Ted va vous faire visiter Boston de long en large... De ses paysages urbains (enneigés), jusqu'à son stade de baseball, Fenway Park, en passant par l'univers intergalactique de Flash Gordon et l'appartement de John et Ted (glandeurs oblige). Pas un grand dépaysement pour les Américains, donc, mais pour nous pauvres Français, ce voyage visuel peut valoir le détour. Et puis, Boston ça change de New York, Los Angeles ou Chicago...

Pour mettre en boîte son film chargé en émotions, Jodie Foster a parié sur des décors sobres et dépouillés, plutôt sombres et situés dans une sorte de banlieue américaine stéréotypée. Bref, rien de très jouissif pour qui souhaite s'évader, mais force est de constater que ce choix est le bon : notre attention se porte ainsi plus sur les personnages que sur leur environnement. Même si, au final, Le Complexe du castor ne marquera pas les esprits ni les mémoires par des lieux ou des bâtiments clés, sauf peut-être avec la fresque murale peinte par Norah (Jennifer Lawrence).


Pas de grands paysages au programme cette semaine, mais léger avantage pour Ted : trois seringues à deux.


La réalisation


Pour une première, il faut dire que c'est une réussite. On imagine qu'il a été facile pour Seth MacFarlane de "diriger" le personnage de Ted - même s'il lui a sans doute fallu appréhender les techniques d'imagerie de synthèse - mais on peut également louer sa direction d'acteurs, et sa mise en scène de manière générale. Certes, cela reste de la comédie, mais le bonhomme sait bien où il va. Le rythme est très bon, les "ellipses" toujours drôles (comme ces passages dans l'univers de Flash Gordon, j'y reviens encore) et l'identité des séries TV qui ont fait sa renommée est préservée. Un (presque) sans faute pour Ted.

Du côté de Jodie Foster, le talent n'est plus une surprise. Pour son troisième long-métrage, l'actrice a particulièrement réussi à imprégner sa vision des choses (comme pour les décors sombres et vides, traités plus haut), avec une mention spéciale pour le choix des acteurs (c'est elle qui est allée chercher Mel Gibson alors que Jim Carrey et Steve Carrell avaient été contactés pour le rôle de Walter). Jamais trop pathétique, Le Complexe du castor est une belle réussite.

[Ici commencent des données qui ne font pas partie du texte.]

//! Correlation ids and the platform event bus
//!
//! Every top-level operation is tagged with a correlation id; components
//! publish structured [`Event`]s that drive logging, selector telemetry,
//! lifecycle tracing, and error-context collection.

pub mod bus;
pub mod correlation;
pub mod errors;
pub mod metrics;
pub mod subscriber;
pub mod types;

pub use bus::{DEFAULT_BUS_CAPACITY, EventBus};
pub use correlation::CorrelationId;
pub use errors::EventBusError;
pub use metrics::{EventBusMetrics, MetricsSnapshot};
pub use subscriber::EventSubscriber;
pub use types::{Event, EventType, Severity};
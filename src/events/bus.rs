//! Event bus for publishing and subscribing to platform events
//!
//! Built on a broadcast channel: publish never blocks the publisher, each
//! subscriber consumes at its own pace, and a subscriber that falls behind
//! loses its own oldest events without affecting anyone else.

use std::sync::Arc;

use tokio::sync::broadcast;

use super::metrics::EventBusMetrics;
use super::subscriber::EventSubscriber;
use super::types::{Event, EventType};

/// Default ring capacity per bus.
pub const DEFAULT_BUS_CAPACITY: usize = 1024;

/// Pub/sub bus carrying [`Event`] envelopes.
///
/// Cloning is cheap; all clones share the same channel and metrics.
#[derive(Debug, Clone)]
pub struct EventBus {
    sender: broadcast::Sender<Event>,
    metrics: EventBusMetrics,
    capacity: usize,
}

impl EventBus {
    #[must_use]
    pub fn new(capacity: usize) -> Self {
        let (sender, _) = broadcast::channel(capacity);
        Self {
            sender,
            metrics: EventBusMetrics::new(),
            capacity,
        }
    }

    /// Publish an event to all subscribers.
    ///
    /// Never blocks and never fails: an event published with no subscribers
    /// is counted as unobserved and discarded. Returns the number of
    /// subscribers that will observe the event.
    pub fn publish(&self, event: Event) -> usize {
        log::trace!(
            "publish {} [{}]",
            event.event_type.as_str(),
            event.correlation_id
        );
        match self.sender.send(event) {
            Ok(subscriber_count) => {
                self.metrics.increment_published();
                self.metrics.update_subscriber_count(subscriber_count);
                subscriber_count
            }
            Err(_) => {
                self.metrics.increment_published();
                self.metrics.increment_unobserved();
                0
            }
        }
    }

    /// Subscribe to all events.
    #[must_use]
    pub fn subscribe(&self) -> EventSubscriber {
        EventSubscriber::new(self.sender.subscribe(), None)
    }

    /// Subscribe to a fixed set of event types.
    ///
    /// The filter is installed at subscription time and evaluated in the
    /// delivery path, before the subscriber observes the event.
    #[must_use]
    pub fn subscribe_to(&self, types: &[EventType]) -> EventSubscriber {
        let allowed: Arc<[EventType]> = Arc::from(types.to_vec());
        EventSubscriber::new(
            self.sender.subscribe(),
            Some(Box::new(move |t| allowed.contains(t))),
        )
    }

    /// Subscribe with an arbitrary event-type predicate.
    #[must_use]
    pub fn subscribe_filtered<F>(&self, filter: F) -> EventSubscriber
    where
        F: Fn(&EventType) -> bool + Send + Sync + 'static,
    {
        EventSubscriber::new(self.sender.subscribe(), Some(Box::new(filter)))
    }

    #[must_use]
    pub fn subscriber_count(&self) -> usize {
        let count = self.sender.receiver_count();
        self.metrics.update_subscriber_count(count);
        count
    }

    #[must_use]
    pub fn metrics(&self) -> &EventBusMetrics {
        &self.metrics
    }

    #[must_use]
    pub fn capacity(&self) -> usize {
        self.capacity
    }
}

impl Default for EventBus {
    fn default() -> Self {
        Self::new(DEFAULT_BUS_CAPACITY)
    }
}
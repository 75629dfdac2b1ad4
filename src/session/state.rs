//! Serializable tab state
//!
//! Cookies, web storage, and the final URL of a tab context, keyed by
//! `(session_id, state_id)` in the state store. Navigation history is not
//! replayed on restore; the state re-enters at its final URL.

use chrono::{DateTime, Utc};
use serde::{Deserialize, Serialize};
use uuid::Uuid;

use crate::driver::{Cookie, StorageSnapshot};

/// Current schema version written to disk; readers accept this and older.
pub const BROWSER_STATE_SCHEMA_VERSION: u32 = 1;

/// A saved snapshot of one tab context.
#[derive(Debug, Clone, Serialize, Deserialize)]
pub struct BrowserState {
    pub schema_version: u32,
    pub session_id: Uuid,
    pub state_id: String,
    pub url: String,
    pub cookies: Vec<Cookie>,
    #[serde(default)]
    pub storage: StorageSnapshot,
    pub captured_at: DateTime<Utc>,
}

impl BrowserState {
    /// State-store key for a saved state.
    #[must_use]
    pub fn storage_key(session_id: Uuid, state_id: &str) -> String {
        format!("sessions/{}/states/{state_id}", session_id.simple())
    }

    /// Prefix under which all of a session's states live.
    #[must_use]
    pub fn session_prefix(session_id: Uuid) -> String {
        format!("sessions/{}/states", session_id.simple())
    }
}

L'expérience et le genre du film aidant, Le Complexe du castor se démarque logiquement de son adversaire... Quatre seringue, contre trois pour Ted.

La critique


Très impatient, trop peut-être, j'avais fondé d'énormes espoirs dans le film de Seth MacFarlane - qui présentera en février prochain la cérémonie des Oscars. Et je dois dire que, malgré quelques déceptions (une fin et une histoire malgré tout convenues, certains gags trop potaches et trop faciles, seconds rôles rarement efficaces), l'ensemble du film m'a beaucoup plu. D'abord parce que, malgré ce que je viens de dire, la façon qu'a le créateur d'American Dad ! de manier l'humour, de faire vivre ses personnages et, surtout, d'inculquer à cette comédie une âme (l’histoire d'amitié entre John et Ted vaut ce qu'elle vaut, mais elle est finalement sincère et touchante), installe Ted dans le hall of fame des comédies américaines. Parce que c'est drôle, très drôle même, et vrai, tout simplement. Et puis parce que la contine des "potes du tonnerre", la chanson "en live" de Mark Wahlberg, la séquence sous coke, un ours en peluche qui boit, jure, fume...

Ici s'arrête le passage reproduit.